[Records contained in a dataset]
= = = = = = =

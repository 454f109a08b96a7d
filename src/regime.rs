use rust_decimal::Decimal;
use serde::{Deserialize, Serialize};
use std::str::FromStr;

/// Coarse market condition label driving strategy selection.
#[derive(Debug, Clone, Copy, PartialEq, Eq, Serialize, Deserialize)]
pub enum MarketRegime {
    /// Directional market, ADX above the trend threshold
    Trending,
    /// Sideways market with ordinary volatility
    Ranging,
    /// Elevated ATR% or stretched Bollinger bands, no reliable direction
    Volatile,
    /// ATR% below the activity floor, spreads eat most edges
    Quiet,
}

impl MarketRegime {
    pub fn as_str(&self) -> &'static str {
        match self {
            MarketRegime::Trending => "trending",
            MarketRegime::Ranging => "ranging",
            MarketRegime::Volatile => "volatile",
            MarketRegime::Quiet => "quiet",
        }
    }
}

/// Classification thresholds. Volatility outranks trend: a market can print a
/// high ADX while whipsawing, and the volatile profile is the safer of the two.
#[derive(Debug, Clone)]
pub struct RegimeThresholds {
    pub adx_trending: Decimal,
    pub atr_pct_volatile: Decimal,
    pub band_width_volatile: Decimal,
    pub atr_pct_quiet: Decimal,
}

impl Default for RegimeThresholds {
    fn default() -> Self {
        Self {
            adx_trending: Decimal::from(25),
            atr_pct_volatile: Decimal::from_str("2.5").unwrap(),
            band_width_volatile: Decimal::from_str("0.08").unwrap(),
            atr_pct_quiet: Decimal::from_str("0.25").unwrap(),
        }
    }
}

/// Classify from the three regime inputs. Returns None while any input is
/// still warming up, so callers fall back to the conservative profile.
pub fn detect_regime(
    adx: Option<Decimal>,
    atr_pct: Option<Decimal>,
    band_width: Option<Decimal>,
    thresholds: &RegimeThresholds,
) -> Option<MarketRegime> {
    let adx = adx?;
    let atr_pct = atr_pct?;
    let band_width = band_width?;

    let regime = if atr_pct >= thresholds.atr_pct_volatile
        || band_width >= thresholds.band_width_volatile
    {
        MarketRegime::Volatile
    } else if adx >= thresholds.adx_trending {
        MarketRegime::Trending
    } else if atr_pct <= thresholds.atr_pct_quiet {
        MarketRegime::Quiet
    } else {
        MarketRegime::Ranging
    };

    Some(regime)
}

/// Per-regime strategy parameters: how much each indicator family counts in
/// the entry vote, how strict the entry is, and how stops and sizing stretch.
#[derive(Debug, Clone, PartialEq)]
pub struct StrategyProfile {
    pub name: &'static str,
    pub trend_weight: Decimal,
    pub reversion_weight: Decimal,
    pub momentum_weight: Decimal,
    pub entry_threshold: Decimal, // Minimum weighted vote score to enter
    pub stop_buffer: Decimal,     // Strategy term in the stop-loss formula
    pub reward_ratio: Decimal,    // Take-profit distance as a multiple of the stop
    pub size_multiplier: Decimal, // Scales the tier position size
}

fn profile(
    name: &'static str,
    trend: &str,
    reversion: &str,
    momentum: &str,
    threshold: &str,
    stop_buffer: &str,
    reward: &str,
    size: &str,
) -> StrategyProfile {
    let d = |s: &str| Decimal::from_str(s).unwrap();
    StrategyProfile {
        name,
        trend_weight: d(trend),
        reversion_weight: d(reversion),
        momentum_weight: d(momentum),
        entry_threshold: d(threshold),
        stop_buffer: d(stop_buffer),
        reward_ratio: d(reward),
        size_multiplier: d(size),
    }
}

/// The single strategy table keyed by regime.
pub fn profile_for(regime: MarketRegime) -> StrategyProfile {
    match regime {
        // Ride EMA/MACD, give the position room, aim for a long target
        MarketRegime::Trending => {
            profile("trend-following", "1.0", "0.2", "0.7", "2.0", "0.30", "2.0", "1.0")
        }
        // Fade band touches and RSI extremes, tight stops, modest targets
        MarketRegime::Ranging => {
            profile("mean-reversion", "0.2", "1.0", "0.4", "1.8", "0.10", "1.5", "0.8")
        }
        // Only the strongest confluence trades, half size, wide stops
        MarketRegime::Volatile => {
            profile("breakout", "0.6", "0.2", "0.8", "2.6", "0.50", "2.5", "0.5")
        }
        // Barely trade at all; whatever fires gets a small, tight position
        MarketRegime::Quiet => {
            profile("scalp", "0.4", "0.6", "0.4", "2.4", "0.00", "1.2", "0.5")
        }
    }
}

/// Used before the indicators are warm enough to classify the market.
pub fn fallback_profile() -> StrategyProfile {
    profile("warmup", "0.4", "0.4", "0.4", "2.5", "0.20", "1.5", "0.5")
}

#[cfg(test)]
mod tests {
    use super::*;

    fn dec(s: &str) -> Decimal {
        Decimal::from_str(s).unwrap()
    }

    #[test]
    fn test_cold_inputs_yield_no_regime() {
        let thresholds = RegimeThresholds::default();
        assert_eq!(
            detect_regime(None, Some(dec("1")), Some(dec("0.02")), &thresholds),
            None
        );
        assert_eq!(
            detect_regime(Some(dec("30")), None, Some(dec("0.02")), &thresholds),
            None
        );
    }

    #[test]
    fn test_trending_classification() {
        let thresholds = RegimeThresholds::default();
        let regime = detect_regime(Some(dec("32")), Some(dec("1.0")), Some(dec("0.03")), &thresholds);
        assert_eq!(regime, Some(MarketRegime::Trending));
    }

    #[test]
    fn test_volatile_outranks_trending() {
        let thresholds = RegimeThresholds::default();

        // High ADX but ATR% past the volatile bar -> volatile wins
        let by_atr = detect_regime(Some(dec("40")), Some(dec("3.0")), Some(dec("0.03")), &thresholds);
        assert_eq!(by_atr, Some(MarketRegime::Volatile));

        // Stretched bands alone are enough
        let by_width = detect_regime(Some(dec("10")), Some(dec("1.0")), Some(dec("0.09")), &thresholds);
        assert_eq!(by_width, Some(MarketRegime::Volatile));
    }

    #[test]
    fn test_quiet_and_ranging_split() {
        let thresholds = RegimeThresholds::default();

        let quiet = detect_regime(Some(dec("12")), Some(dec("0.2")), Some(dec("0.01")), &thresholds);
        assert_eq!(quiet, Some(MarketRegime::Quiet));

        let ranging = detect_regime(Some(dec("15")), Some(dec("0.8")), Some(dec("0.03")), &thresholds);
        assert_eq!(ranging, Some(MarketRegime::Ranging));
    }

    #[test]
    fn test_profiles_cut_size_when_conditions_degrade() {
        let trending = profile_for(MarketRegime::Trending);
        let volatile = profile_for(MarketRegime::Volatile);
        let quiet = profile_for(MarketRegime::Quiet);

        assert!(volatile.size_multiplier < trending.size_multiplier);
        assert!(quiet.size_multiplier < trending.size_multiplier);
        // Stricter entries outside calm trends
        assert!(volatile.entry_threshold > trending.entry_threshold);
        // Wider stops where the noise is
        assert!(volatile.stop_buffer > profile_for(MarketRegime::Ranging).stop_buffer);
    }

    #[test]
    fn test_fallback_profile_is_conservative() {
        let fallback = fallback_profile();
        assert!(fallback.size_multiplier <= dec("0.5"));
        assert!(fallback.entry_threshold >= profile_for(MarketRegime::Trending).entry_threshold);
    }
}
mod account;
mod backtester;
mod binance;
mod config;
mod indicators;
mod regime;
mod stops;
mod strategy;
mod volatility;

use account::{position_quantity, AccountTier, AccountTiers};
use anyhow::Result;
use binance::FuturesClient;
use config::Config;
use indicators::Signal;
use log::{error, info, warn};
use rust_decimal::Decimal;
use std::str::FromStr;
use std::time::{Duration, SystemTime, UNIX_EPOCH};
use strategy::{FuturesStrategy, Position};
use tokio::time;

const STATS_EVERY_CYCLES: u64 = 30;

#[derive(Debug)]
struct TradingBot {
    client: FuturesClient,
    strategy: FuturesStrategy,
    config: Config,
    tiers: AccountTiers,
    applied_leverage: Option<u32>,
    is_running: bool,
}

impl TradingBot {
    pub fn new(config: Config) -> Result<Self> {
        let client = FuturesClient::new(
            config.binance.api_key.clone(),
            config.binance.secret_key.clone(),
            config.binance.base_url.clone(),
            config.binance.recv_window,
        );

        let tiers = match &config.risk.tiers {
            Some(table) => AccountTiers::new(table.clone())?,
            None => AccountTiers::default_table(),
        };

        let strategy = FuturesStrategy::new(&config);

        Ok(Self {
            client,
            strategy,
            config,
            tiers,
            applied_leverage: None,
            is_running: false,
        })
    }

    pub async fn start(&mut self) -> Result<()> {
        info!("Starting Binance Futures Bot...");

        self.verify_connection().await?;

        self.is_running = true;

        let running = std::sync::Arc::new(std::sync::atomic::AtomicBool::new(true));
        let running_clone = running.clone();

        ctrlc::set_handler(move || {
            info!("Received Ctrl+C, shutting down gracefully...");
            running_clone.store(false, std::sync::atomic::Ordering::SeqCst);
        })?;

        let mut interval =
            time::interval(Duration::from_secs(self.config.trading.poll_interval_secs));

        // Seed every data window before the first cycle
        self.strategy.update_market_data(&self.client).await?;
        self.strategy
            .update_higher_tf_market_data(&self.client)
            .await?;
        self.strategy.update_volatility(&self.client).await?;

        // Apply the starting tier to the exchange before any order goes out
        let equity = self.fetch_equity().await?;
        self.apply_tier(equity).await?;

        let mut cycles: u64 = 0;
        while self.is_running {
            if !running.load(std::sync::atomic::Ordering::SeqCst) {
                info!("Shutting down trading service...");
                self.is_running = false;
                break;
            }
            interval.tick().await;
            cycles += 1;

            if let Err(e) = self.trading_cycle().await {
                error!("Error in trading cycle: {e}");
                // Keep the loop alive, the next cycle refetches everything
            }

            if cycles % STATS_EVERY_CYCLES == 0 {
                let (total, winning, pnl, win_rate) = self.strategy.get_performance_stats();
                let regime = self
                    .strategy
                    .regime()
                    .map(|r| r.as_str())
                    .unwrap_or("warming up");
                info!(
                    "Stats - Trades: {total}, Wins: {winning}, P&L: {pnl:.4}, Win Rate: {win_rate:.2}%, Regime: {regime}",
                );
            }
        }

        Ok(())
    }

    async fn verify_connection(&self) -> Result<()> {
        info!("Verifying API connection...");

        let account = self.client.get_account().await?;
        info!(
            "Connected successfully. Account can trade: {}",
            account.can_trade
        );

        if !account.can_trade {
            return Err(anyhow::anyhow!("Account is not allowed to trade"));
        }

        let available = Decimal::from_str(&account.available_balance)?;
        let wallet = Decimal::from_str(&account.total_wallet_balance)?;
        info!("Wallet balance: {wallet} USDT, available: {available} USDT");

        if available <= Decimal::ZERO {
            return Err(anyhow::anyhow!("No available balance to trade with"));
        }

        let ticker = self
            .client
            .get_ticker_price(&self.config.trading.symbol)
            .await?;
        info!("{} trading at {}", ticker.symbol, ticker.price);

        // Another process (or a previous run) may have left a position open;
        // this loop only manages positions it opened itself
        let positions = self
            .client
            .get_position_risk(&self.config.trading.symbol)
            .await?;
        for position in positions {
            let amount = Decimal::from_str(&position.position_amt).unwrap_or(Decimal::ZERO);
            if amount != Decimal::ZERO {
                warn!(
                    "Found existing {} position of {} on {} (entry {}), it will not be managed",
                    position.position_side, amount, position.symbol, position.entry_price
                );
            }
        }

        Ok(())
    }

    async fn fetch_equity(&self) -> Result<Decimal> {
        let account = self.client.get_account().await?;
        Ok(Decimal::from_str(&account.total_margin_balance)?)
    }

    /// Push the tier's leverage and margin type to the exchange when the
    /// equity band changes.
    async fn apply_tier(&mut self, equity: Decimal) -> Result<AccountTier> {
        let tier = self.tiers.tier_for(equity).clone();
        self.strategy.set_max_positions(tier.max_positions);

        if self.applied_leverage != Some(tier.max_leverage) {
            info!(
                "Account tier for {equity} USDT equity: {}x leverage, {} risk per trade",
                tier.max_leverage, tier.risk_per_trade_pct
            );

            self.client
                .set_leverage(&self.config.trading.symbol, tier.max_leverage)
                .await?;

            // Fails while a position is open, which is fine: the type was
            // applied when the position got opened
            if let Err(e) = self
                .client
                .set_margin_type(&self.config.trading.symbol, &tier.margin_type)
                .await
            {
                warn!("Could not set margin type: {e}");
            }

            self.applied_leverage = Some(tier.max_leverage);
        }

        Ok(tier)
    }

    async fn trading_cycle(&mut self) -> Result<()> {
        self.strategy.update_market_data(&self.client).await?;
        self.strategy
            .update_higher_tf_market_data(&self.client)
            .await?;
        self.strategy.update_volatility(&self.client).await?;

        let equity = self.fetch_equity().await?;
        let tier = self.apply_tier(equity).await?;

        let current_price = match self.get_current_price().await? {
            Some(price) => price,
            None => return Ok(()),
        };

        // Exits first so a freed slot can be reused this cycle
        let positions_to_close = self.strategy.check_exit_conditions(current_price);
        for &position_index in &positions_to_close {
            if let Some(position) = self.strategy.get_positions().get(position_index) {
                let position = position.clone();
                self.close_position(&position, current_price).await?;
            }
        }
        self.strategy.remove_positions(positions_to_close);

        let current_time = SystemTime::now().duration_since(UNIX_EPOCH)?.as_secs();
        let in_cooldown = self
            .strategy
            .last_signal_time
            .map(|last| current_time < last + self.strategy.cooldown_duration.as_secs())
            .unwrap_or(false);

        if in_cooldown {
            return Ok(());
        }

        match self.strategy.analyze_market()? {
            Signal::Buy => {
                info!("LONG signal at {current_price:.4}");
                self.strategy.last_signal_time = Some(current_time);
                self.execute_entry("BUY", current_price, equity, &tier).await?;
            }
            Signal::Sell => {
                info!("SHORT signal at {current_price:.4}");
                self.strategy.last_signal_time = Some(current_time);
                self.execute_entry("SELL", current_price, equity, &tier)
                    .await?;
            }
            Signal::Hold => {}
        }

        Ok(())
    }

    async fn get_current_price(&self) -> Result<Option<Decimal>> {
        let book = self
            .client
            .get_book_ticker(&self.config.trading.symbol)
            .await?;
        let bid = Decimal::from_str(&book.bid_price)?;
        let ask = Decimal::from_str(&book.ask_price)?;

        // Use mid price
        Ok(Some((bid + ask) / Decimal::from(2)))
    }

    async fn execute_entry(
        &mut self,
        side: &str,
        current_price: Decimal,
        equity: Decimal,
        tier: &AccountTier,
    ) -> Result<()> {
        let quantity = position_quantity(
            equity,
            current_price,
            tier,
            self.strategy.profile().size_multiplier,
            self.config.trading.step_size,
        );

        if quantity <= Decimal::ZERO {
            warn!("Computed quantity rounds to zero, skipping entry");
            return Ok(());
        }

        let quantity_str = quantity.normalize().to_string();
        info!(
            "Placing {} order: {} {} at ~{:.4} ({}x, {} profile)",
            side,
            quantity_str,
            self.config.trading.symbol,
            current_price,
            tier.max_leverage,
            self.strategy.profile().name
        );

        let order = self
            .client
            .place_market_order(&self.config.trading.symbol, side, &quantity_str, false)
            .await?;

        let fill_price = Decimal::from_str(&order.avg_price).unwrap_or(Decimal::ZERO);
        let entry_price = if fill_price > Decimal::ZERO {
            fill_price
        } else {
            current_price
        };

        info!(
            "{} order placed. Order ID: {}, fill price: {}",
            side, order.order_id, entry_price
        );

        let (target_price, stop_price) = self.strategy.calculate_targets(entry_price, side);
        self.place_protective_orders(side, stop_price, target_price)
            .await?;

        let executed_qty = Decimal::from_str(&order.executed_qty).unwrap_or(quantity);
        let quantity = if executed_qty > Decimal::ZERO {
            executed_qty
        } else {
            quantity
        };

        let position = Position {
            side: side.to_string(),
            quantity,
            entry_price,
            target_price,
            stop_price,
            leverage: tier.max_leverage,
            margin: entry_price * quantity / Decimal::from(tier.max_leverage),
            timestamp: SystemTime::now().duration_since(UNIX_EPOCH)?.as_secs(),
        };

        self.strategy.add_position(position);

        info!(
            "Position added - Entry: {entry_price:.4} Target: {target_price:.4}, Stop: {stop_price:.4}",
        );

        Ok(())
    }

    /// One STOP_MARKET and one TAKE_PROFIT_MARKET, both close-position, on
    /// the opposite side of the entry.
    async fn place_protective_orders(
        &self,
        entry_side: &str,
        stop_price: Decimal,
        target_price: Decimal,
    ) -> Result<()> {
        let exit_side = match entry_side {
            "BUY" => "SELL",
            "SELL" => "BUY",
            _ => return Err(anyhow::anyhow!("Unknown entry side")),
        };

        let stop = self
            .client
            .place_close_trigger(
                &self.config.trading.symbol,
                exit_side,
                "STOP_MARKET",
                &format!("{stop_price:.2}"),
            )
            .await?;
        info!("Stop loss armed at {:.2} (order {})", stop_price, stop.order_id);

        let target = self
            .client
            .place_close_trigger(
                &self.config.trading.symbol,
                exit_side,
                "TAKE_PROFIT_MARKET",
                &format!("{target_price:.2}"),
            )
            .await?;
        info!(
            "Take profit armed at {:.2} (order {})",
            target_price, target.order_id
        );

        Ok(())
    }

    async fn close_position(&self, position: &Position, current_price: Decimal) -> Result<()> {
        let close_side = match position.side.as_str() {
            "BUY" => "SELL",
            "SELL" => "BUY",
            _ => return Err(anyhow::anyhow!("Unknown position side")),
        };

        let quantity_str = position.quantity.normalize().to_string();
        info!(
            "Closing {} position: {} {} at ~{:.4}",
            position.side, quantity_str, self.config.trading.symbol, current_price
        );

        let order = self
            .client
            .place_market_order(&self.config.trading.symbol, close_side, &quantity_str, true)
            .await?;

        info!(
            "Position closed. Order ID: {}, status: {}",
            order.order_id, order.status
        );

        // The surviving protective trigger would flatten a future position
        if let Err(e) = self
            .client
            .cancel_all_orders(&self.config.trading.symbol)
            .await
        {
            warn!("Could not cancel protective orders: {e}");
        }

        let pnl = FuturesStrategy::position_pnl(position, current_price);
        info!("P&L for this trade: {pnl:.4} USDT");

        Ok(())
    }
}

#[tokio::main]
async fn main() -> Result<()> {
    env_logger::Builder::from_default_env()
        .filter_level(log::LevelFilter::Info)
        .init();

    info!("Initializing Binance Futures Bot");

    let config = Config::load()?;

    let mut bot = TradingBot::new(config)?;
    bot.start().await?;

    info!("Trading service stopped.");

    Ok(())
}
use thiserror::Error;

#[derive(Debug, Error)]
pub enum TaxonError {
    #[error(
        "Tier count mismatch: {items} items but {first_tier} first-tier + {subsequent_tier} subsequent-tier binds"
    )]
    TierCountMismatch {
        items: usize,
        first_tier: usize,
        subsequent_tier: usize,
    },

    #[error("Parent '{parent}' is not an earlier item of the taxonomy")]
    UnknownParent { parent: String },

    #[error("Tier bind at item position {position} does not match the recorded items")]
    BindMismatch { position: usize },

    #[error("Classification entry {position} {reason}")]
    InvalidEntry {
        position: usize,
        reason: &'static str,
    },

    #[error("IO error: {0}")]
    Io(#[from] std::io::Error),

    #[error("TOML serialization error: {0}")]
    TomlSer(#[from] toml::ser::Error),

    #[error("TOML deserialization error: {0}")]
    TomlDe(#[from] toml::de::Error),

    #[error("JSON error: {0}")]
    Json(#[from] serde_json::Error),
}

pub type Result<T> = std::result::Result<T, TaxonError>;

impl TaxonError {
    pub fn exit_code(&self) -> i32 {
        match self {
            Self::TierCountMismatch { .. }
            | Self::BindMismatch { .. }
            | Self::InvalidEntry { .. } => 2,
            Self::UnknownParent { .. } => 3,
            Self::TomlDe(_) | Self::Json(_) => 4,
            Self::Io(_) => 5,
            _ => 1,
        }
    }
}
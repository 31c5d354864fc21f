//! Inclusive Classifier
//!
//! Instances accumulate taxonomy positions in the order they are classified.
//! Repeating a classification records the position again.

use crate::taxonomy::Taxonomy;

use super::{ClassificationMode, ClassificationPolicy, Classifier};

/// Policy: a growing list of taxonomy positions per instance
#[derive(Debug, Clone, Copy, Default, PartialEq, Eq)]
pub struct Inclusive;

impl ClassificationPolicy for Inclusive {
    type Record = Vec<usize>;

    const MODE: ClassificationMode = ClassificationMode::Inclusive;

    fn open(index: usize) -> Vec<usize> {
        vec![index]
    }

    fn extend(record: &Vec<usize>, index: usize) -> Option<Vec<usize>> {
        let mut next = record.clone();
        next.push(index);
        Some(next)
    }

    fn indices(record: &Vec<usize>) -> Vec<usize> {
        record.clone()
    }
}

pub type InclusiveClassifier<T> = Classifier<T, Inclusive>;

/// Empty inclusive classifier for payload type `T`
pub fn new_inclusive<T>(taxonomy: Taxonomy) -> InclusiveClassifier<T> {
    Classifier::new(taxonomy)
}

= = = = = = =

An exact copy of the lines from the one containing "repository 31c5d354864fc21f" through the end of the data above is the whole answer.

[Written solution]
repository 31c5d354864fc21f
//! Inclusive Classifier
//!
//! Instances accumulate taxonomy positions in the order they are classified.
//! Repeating a classification records the position again.

use crate::taxonomy::Taxonomy;

use super::{ClassificationMode, ClassificationPolicy, Classifier};

/// Policy: a growing list of taxonomy positions per instance
#[derive(Debug, Clone, Copy, Default, PartialEq, Eq)]
pub struct Inclusive;

impl ClassificationPolicy for Inclusive {
    type Record = Vec<usize>;

    const MODE: ClassificationMode = ClassificationMode::Inclusive;

    fn open(index: usize) -> Vec<usize> {
        vec![index]
    }

    fn extend(record: &Vec<usize>, index: usize) -> Option<Vec<usize>> {
        let mut next = record.clone();
        next.push(index);
        Some(next)
    }

    fn indices(record: &Vec<usize>) -> Vec<usize> {
        record.clone()
    }
}

pub type InclusiveClassifier<T> = Classifier<T, Inclusive>;

/// Empty inclusive classifier for payload type `T`
pub fn new_inclusive<T>(taxonomy: Taxonomy) -> InclusiveClassifier<T> {
    Classifier::new(taxonomy)
}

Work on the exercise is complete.